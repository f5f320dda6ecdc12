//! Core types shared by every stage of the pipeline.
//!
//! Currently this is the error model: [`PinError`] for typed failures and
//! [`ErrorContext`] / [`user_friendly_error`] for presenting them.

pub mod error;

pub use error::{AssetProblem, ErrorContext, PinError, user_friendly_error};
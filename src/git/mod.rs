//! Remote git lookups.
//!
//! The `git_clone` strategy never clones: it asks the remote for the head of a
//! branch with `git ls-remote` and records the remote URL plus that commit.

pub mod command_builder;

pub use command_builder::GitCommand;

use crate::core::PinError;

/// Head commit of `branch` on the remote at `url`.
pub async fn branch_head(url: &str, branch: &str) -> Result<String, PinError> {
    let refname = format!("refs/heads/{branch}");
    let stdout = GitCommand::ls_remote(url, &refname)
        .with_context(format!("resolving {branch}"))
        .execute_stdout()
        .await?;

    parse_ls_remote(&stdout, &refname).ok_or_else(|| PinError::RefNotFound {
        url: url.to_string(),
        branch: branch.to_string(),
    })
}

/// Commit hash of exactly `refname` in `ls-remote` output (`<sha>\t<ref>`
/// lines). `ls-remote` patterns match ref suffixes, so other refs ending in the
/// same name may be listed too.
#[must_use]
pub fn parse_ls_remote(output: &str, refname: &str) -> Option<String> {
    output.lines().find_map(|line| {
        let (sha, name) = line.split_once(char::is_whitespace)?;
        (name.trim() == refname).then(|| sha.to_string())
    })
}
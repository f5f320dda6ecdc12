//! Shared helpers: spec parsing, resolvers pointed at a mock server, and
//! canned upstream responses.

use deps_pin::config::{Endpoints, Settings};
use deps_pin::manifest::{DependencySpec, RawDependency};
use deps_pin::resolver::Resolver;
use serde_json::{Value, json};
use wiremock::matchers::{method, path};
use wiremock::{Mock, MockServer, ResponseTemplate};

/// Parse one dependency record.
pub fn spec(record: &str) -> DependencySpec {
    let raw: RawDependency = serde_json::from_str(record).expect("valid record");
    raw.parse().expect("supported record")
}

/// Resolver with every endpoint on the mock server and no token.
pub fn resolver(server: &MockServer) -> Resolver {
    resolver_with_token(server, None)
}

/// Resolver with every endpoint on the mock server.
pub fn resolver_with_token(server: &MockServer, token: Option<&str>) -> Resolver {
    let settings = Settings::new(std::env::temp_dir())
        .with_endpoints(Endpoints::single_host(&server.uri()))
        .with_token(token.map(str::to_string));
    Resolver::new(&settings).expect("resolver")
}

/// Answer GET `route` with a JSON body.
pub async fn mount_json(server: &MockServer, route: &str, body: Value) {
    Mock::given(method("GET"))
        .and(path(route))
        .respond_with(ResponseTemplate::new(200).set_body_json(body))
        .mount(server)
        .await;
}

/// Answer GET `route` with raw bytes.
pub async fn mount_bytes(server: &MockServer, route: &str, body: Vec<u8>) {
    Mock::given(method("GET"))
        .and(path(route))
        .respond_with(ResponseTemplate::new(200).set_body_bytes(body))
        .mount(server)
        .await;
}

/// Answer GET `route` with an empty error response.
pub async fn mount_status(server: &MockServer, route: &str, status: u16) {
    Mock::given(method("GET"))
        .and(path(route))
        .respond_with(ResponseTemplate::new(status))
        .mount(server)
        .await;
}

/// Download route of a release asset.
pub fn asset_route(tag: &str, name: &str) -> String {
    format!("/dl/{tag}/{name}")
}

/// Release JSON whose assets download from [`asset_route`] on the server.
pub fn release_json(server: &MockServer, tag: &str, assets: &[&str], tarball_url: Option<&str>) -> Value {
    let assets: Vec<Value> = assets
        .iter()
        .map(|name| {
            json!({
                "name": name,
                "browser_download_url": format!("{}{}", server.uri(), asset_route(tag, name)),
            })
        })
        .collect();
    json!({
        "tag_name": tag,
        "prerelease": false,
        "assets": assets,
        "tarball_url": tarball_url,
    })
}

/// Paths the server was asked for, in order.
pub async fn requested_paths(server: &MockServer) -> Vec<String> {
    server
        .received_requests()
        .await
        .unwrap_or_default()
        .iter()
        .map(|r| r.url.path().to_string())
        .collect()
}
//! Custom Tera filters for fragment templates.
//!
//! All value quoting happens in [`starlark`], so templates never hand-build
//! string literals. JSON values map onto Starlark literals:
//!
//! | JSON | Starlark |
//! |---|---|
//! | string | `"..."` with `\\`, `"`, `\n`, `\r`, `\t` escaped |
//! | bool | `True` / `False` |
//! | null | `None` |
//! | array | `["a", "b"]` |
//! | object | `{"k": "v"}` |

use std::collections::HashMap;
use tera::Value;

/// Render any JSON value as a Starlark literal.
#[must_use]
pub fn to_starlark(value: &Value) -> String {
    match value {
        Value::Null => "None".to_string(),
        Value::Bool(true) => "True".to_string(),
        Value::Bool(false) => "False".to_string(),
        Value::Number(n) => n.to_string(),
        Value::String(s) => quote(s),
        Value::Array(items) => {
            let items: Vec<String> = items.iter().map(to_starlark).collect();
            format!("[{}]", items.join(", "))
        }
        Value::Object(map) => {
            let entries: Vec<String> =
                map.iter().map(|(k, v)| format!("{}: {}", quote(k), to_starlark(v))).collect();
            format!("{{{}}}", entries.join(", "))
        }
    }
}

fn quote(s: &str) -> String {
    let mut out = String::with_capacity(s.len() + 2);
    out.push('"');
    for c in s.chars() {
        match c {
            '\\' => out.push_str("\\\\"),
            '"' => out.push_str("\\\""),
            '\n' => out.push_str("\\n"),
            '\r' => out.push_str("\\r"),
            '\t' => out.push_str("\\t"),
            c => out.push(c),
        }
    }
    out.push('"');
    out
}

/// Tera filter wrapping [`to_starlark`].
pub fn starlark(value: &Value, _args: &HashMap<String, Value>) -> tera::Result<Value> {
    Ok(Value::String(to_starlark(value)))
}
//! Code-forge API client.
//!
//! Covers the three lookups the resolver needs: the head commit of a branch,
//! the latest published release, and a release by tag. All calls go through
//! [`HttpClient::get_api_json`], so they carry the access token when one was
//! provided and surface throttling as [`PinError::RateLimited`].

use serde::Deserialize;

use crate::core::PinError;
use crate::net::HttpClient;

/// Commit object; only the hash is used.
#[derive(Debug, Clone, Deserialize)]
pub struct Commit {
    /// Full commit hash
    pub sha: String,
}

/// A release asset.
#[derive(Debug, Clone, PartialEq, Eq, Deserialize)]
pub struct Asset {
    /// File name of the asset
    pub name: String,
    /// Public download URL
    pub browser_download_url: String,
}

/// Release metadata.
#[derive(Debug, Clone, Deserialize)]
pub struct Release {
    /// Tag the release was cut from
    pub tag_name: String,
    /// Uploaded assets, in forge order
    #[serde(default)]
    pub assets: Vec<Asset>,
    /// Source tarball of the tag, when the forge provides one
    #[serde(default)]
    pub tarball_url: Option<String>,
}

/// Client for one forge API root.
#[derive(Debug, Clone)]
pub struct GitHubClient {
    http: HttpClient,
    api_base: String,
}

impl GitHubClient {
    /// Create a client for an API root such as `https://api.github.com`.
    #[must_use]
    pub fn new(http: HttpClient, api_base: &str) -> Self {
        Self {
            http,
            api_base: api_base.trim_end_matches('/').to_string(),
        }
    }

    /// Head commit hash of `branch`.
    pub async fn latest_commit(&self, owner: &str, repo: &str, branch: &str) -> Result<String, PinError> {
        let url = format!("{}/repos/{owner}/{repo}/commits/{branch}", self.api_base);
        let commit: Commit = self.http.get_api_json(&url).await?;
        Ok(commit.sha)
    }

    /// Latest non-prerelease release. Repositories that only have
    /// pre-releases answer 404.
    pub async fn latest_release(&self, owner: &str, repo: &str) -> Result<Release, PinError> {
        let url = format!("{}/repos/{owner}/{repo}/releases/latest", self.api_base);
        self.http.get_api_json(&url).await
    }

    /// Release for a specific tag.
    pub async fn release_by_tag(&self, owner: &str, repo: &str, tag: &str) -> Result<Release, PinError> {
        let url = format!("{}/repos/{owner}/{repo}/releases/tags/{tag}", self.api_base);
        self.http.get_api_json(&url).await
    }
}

■ ■ ■ ■ ■ ■ ■

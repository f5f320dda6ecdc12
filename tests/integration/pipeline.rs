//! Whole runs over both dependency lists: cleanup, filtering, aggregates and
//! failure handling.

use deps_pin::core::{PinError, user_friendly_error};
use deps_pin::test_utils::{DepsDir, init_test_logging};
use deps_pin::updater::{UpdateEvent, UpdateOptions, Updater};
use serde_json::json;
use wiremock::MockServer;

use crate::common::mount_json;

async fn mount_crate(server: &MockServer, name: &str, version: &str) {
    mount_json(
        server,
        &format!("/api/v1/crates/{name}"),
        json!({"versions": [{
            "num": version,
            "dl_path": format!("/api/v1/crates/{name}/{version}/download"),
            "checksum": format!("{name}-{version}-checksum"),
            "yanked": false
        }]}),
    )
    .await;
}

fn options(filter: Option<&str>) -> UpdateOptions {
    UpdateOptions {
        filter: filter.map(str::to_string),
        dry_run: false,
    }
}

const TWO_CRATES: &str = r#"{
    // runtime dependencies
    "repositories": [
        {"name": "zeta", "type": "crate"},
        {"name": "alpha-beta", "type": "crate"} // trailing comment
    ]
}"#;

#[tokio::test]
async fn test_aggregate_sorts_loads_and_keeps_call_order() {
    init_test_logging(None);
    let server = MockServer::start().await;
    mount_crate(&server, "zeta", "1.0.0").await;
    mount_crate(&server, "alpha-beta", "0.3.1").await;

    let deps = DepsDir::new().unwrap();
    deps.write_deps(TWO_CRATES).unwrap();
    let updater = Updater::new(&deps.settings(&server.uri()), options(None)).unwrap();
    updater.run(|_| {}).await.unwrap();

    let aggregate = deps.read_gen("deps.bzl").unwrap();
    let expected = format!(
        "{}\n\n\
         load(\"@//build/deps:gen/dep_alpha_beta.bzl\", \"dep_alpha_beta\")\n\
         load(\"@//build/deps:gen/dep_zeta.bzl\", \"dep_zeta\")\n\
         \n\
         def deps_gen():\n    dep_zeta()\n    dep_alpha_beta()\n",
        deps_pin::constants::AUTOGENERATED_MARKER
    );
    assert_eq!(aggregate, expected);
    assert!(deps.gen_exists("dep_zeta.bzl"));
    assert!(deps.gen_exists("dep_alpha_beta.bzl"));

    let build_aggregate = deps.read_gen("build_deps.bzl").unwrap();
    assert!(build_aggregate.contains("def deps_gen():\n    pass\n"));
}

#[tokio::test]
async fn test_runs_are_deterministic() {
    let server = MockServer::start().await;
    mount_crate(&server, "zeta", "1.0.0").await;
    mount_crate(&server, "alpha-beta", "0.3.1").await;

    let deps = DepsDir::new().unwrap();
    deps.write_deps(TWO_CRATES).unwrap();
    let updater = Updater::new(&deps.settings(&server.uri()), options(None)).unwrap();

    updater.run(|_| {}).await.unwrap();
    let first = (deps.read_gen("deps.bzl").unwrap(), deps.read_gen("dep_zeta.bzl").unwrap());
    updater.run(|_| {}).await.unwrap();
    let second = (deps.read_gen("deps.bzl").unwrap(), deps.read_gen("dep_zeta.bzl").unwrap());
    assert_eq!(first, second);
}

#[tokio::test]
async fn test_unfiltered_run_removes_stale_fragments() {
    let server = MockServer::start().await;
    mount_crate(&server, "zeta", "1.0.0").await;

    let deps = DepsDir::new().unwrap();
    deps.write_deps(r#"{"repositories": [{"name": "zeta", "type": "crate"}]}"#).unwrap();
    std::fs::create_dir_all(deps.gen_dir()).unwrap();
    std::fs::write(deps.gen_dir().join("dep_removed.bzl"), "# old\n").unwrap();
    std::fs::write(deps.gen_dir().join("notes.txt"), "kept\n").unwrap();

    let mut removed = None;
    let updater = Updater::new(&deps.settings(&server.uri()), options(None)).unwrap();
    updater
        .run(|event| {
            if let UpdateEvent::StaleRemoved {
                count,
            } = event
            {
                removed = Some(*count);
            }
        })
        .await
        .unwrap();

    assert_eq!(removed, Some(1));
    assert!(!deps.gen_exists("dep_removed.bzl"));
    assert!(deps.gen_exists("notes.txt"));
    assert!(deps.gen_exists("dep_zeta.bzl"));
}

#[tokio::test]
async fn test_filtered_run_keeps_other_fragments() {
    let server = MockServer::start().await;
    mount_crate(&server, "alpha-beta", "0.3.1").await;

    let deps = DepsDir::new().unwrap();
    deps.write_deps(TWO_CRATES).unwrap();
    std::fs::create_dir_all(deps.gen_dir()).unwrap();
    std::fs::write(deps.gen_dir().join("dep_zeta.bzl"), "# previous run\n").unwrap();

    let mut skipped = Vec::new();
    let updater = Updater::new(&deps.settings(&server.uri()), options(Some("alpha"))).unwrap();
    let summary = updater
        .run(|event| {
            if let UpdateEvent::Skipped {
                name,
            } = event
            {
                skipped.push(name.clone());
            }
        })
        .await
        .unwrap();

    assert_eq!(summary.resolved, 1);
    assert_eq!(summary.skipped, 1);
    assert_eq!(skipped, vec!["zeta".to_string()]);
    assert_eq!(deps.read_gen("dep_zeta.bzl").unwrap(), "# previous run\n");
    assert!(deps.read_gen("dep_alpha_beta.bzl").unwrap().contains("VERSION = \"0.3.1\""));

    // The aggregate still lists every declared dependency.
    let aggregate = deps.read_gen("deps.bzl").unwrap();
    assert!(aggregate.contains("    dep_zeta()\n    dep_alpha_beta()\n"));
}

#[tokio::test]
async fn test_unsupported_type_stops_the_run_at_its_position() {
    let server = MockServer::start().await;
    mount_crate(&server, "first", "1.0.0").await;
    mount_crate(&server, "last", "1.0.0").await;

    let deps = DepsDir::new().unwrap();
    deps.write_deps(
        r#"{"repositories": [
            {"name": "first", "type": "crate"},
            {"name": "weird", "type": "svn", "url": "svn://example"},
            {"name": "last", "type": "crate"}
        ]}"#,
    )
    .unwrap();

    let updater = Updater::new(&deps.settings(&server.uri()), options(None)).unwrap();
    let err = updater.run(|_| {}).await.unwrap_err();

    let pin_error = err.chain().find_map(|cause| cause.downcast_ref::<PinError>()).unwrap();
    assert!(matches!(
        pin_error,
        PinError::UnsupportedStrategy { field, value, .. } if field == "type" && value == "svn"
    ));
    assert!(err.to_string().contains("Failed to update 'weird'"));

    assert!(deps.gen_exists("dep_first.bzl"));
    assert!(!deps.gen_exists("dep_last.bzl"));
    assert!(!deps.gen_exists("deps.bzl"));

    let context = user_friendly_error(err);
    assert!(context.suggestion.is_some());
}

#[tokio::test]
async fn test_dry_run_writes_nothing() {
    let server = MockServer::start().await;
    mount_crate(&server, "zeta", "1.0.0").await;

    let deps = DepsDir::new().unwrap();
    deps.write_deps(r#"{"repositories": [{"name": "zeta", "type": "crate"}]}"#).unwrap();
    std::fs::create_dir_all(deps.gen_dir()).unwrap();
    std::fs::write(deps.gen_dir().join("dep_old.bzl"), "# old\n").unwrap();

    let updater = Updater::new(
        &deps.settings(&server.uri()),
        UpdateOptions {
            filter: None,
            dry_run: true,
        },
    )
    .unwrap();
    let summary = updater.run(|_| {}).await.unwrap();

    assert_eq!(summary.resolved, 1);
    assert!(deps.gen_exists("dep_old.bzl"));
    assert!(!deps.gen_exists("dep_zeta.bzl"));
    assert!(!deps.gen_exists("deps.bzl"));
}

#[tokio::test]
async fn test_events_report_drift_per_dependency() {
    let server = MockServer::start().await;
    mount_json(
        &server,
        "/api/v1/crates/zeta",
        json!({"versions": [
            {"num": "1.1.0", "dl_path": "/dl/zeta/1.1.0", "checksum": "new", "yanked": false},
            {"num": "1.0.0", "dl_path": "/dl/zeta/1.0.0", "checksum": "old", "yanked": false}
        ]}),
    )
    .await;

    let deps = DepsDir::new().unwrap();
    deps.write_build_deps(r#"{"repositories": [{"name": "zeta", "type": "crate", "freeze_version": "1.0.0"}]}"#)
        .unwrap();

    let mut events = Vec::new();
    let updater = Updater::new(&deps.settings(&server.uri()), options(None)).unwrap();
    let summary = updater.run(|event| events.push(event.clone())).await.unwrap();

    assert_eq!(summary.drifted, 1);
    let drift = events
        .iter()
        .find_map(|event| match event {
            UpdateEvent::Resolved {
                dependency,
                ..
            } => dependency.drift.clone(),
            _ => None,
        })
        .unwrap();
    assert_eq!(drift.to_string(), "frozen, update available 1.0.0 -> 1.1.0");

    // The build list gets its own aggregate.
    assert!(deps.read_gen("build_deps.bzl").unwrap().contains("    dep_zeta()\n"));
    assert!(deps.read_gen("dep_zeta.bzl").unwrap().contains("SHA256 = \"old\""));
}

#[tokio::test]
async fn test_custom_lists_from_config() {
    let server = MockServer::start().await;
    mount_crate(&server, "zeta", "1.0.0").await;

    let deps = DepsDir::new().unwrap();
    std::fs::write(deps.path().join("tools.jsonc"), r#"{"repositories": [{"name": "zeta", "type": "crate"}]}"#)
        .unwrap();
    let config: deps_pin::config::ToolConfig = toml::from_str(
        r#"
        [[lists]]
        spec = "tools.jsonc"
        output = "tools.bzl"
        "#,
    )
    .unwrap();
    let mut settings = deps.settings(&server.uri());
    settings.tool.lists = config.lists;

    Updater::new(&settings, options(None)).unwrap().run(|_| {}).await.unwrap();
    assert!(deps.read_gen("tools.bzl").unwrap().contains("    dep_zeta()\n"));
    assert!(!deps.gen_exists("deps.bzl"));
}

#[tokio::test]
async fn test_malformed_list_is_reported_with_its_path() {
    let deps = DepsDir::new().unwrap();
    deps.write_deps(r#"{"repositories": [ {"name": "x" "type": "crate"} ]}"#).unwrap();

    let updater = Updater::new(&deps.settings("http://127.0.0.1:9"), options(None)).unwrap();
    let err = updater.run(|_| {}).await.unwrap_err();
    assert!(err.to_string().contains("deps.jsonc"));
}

■ ■ ■ ■ ■ ■ ■

### [Goal of the exercise]
Filter the lines above, keeping each one that contains the string "HashMap".

### [Result below]
use std::collections::HashMap;
pub fn starlark(value: &Value, _args: &HashMap<String, Value>) -> tera::Result<Value> {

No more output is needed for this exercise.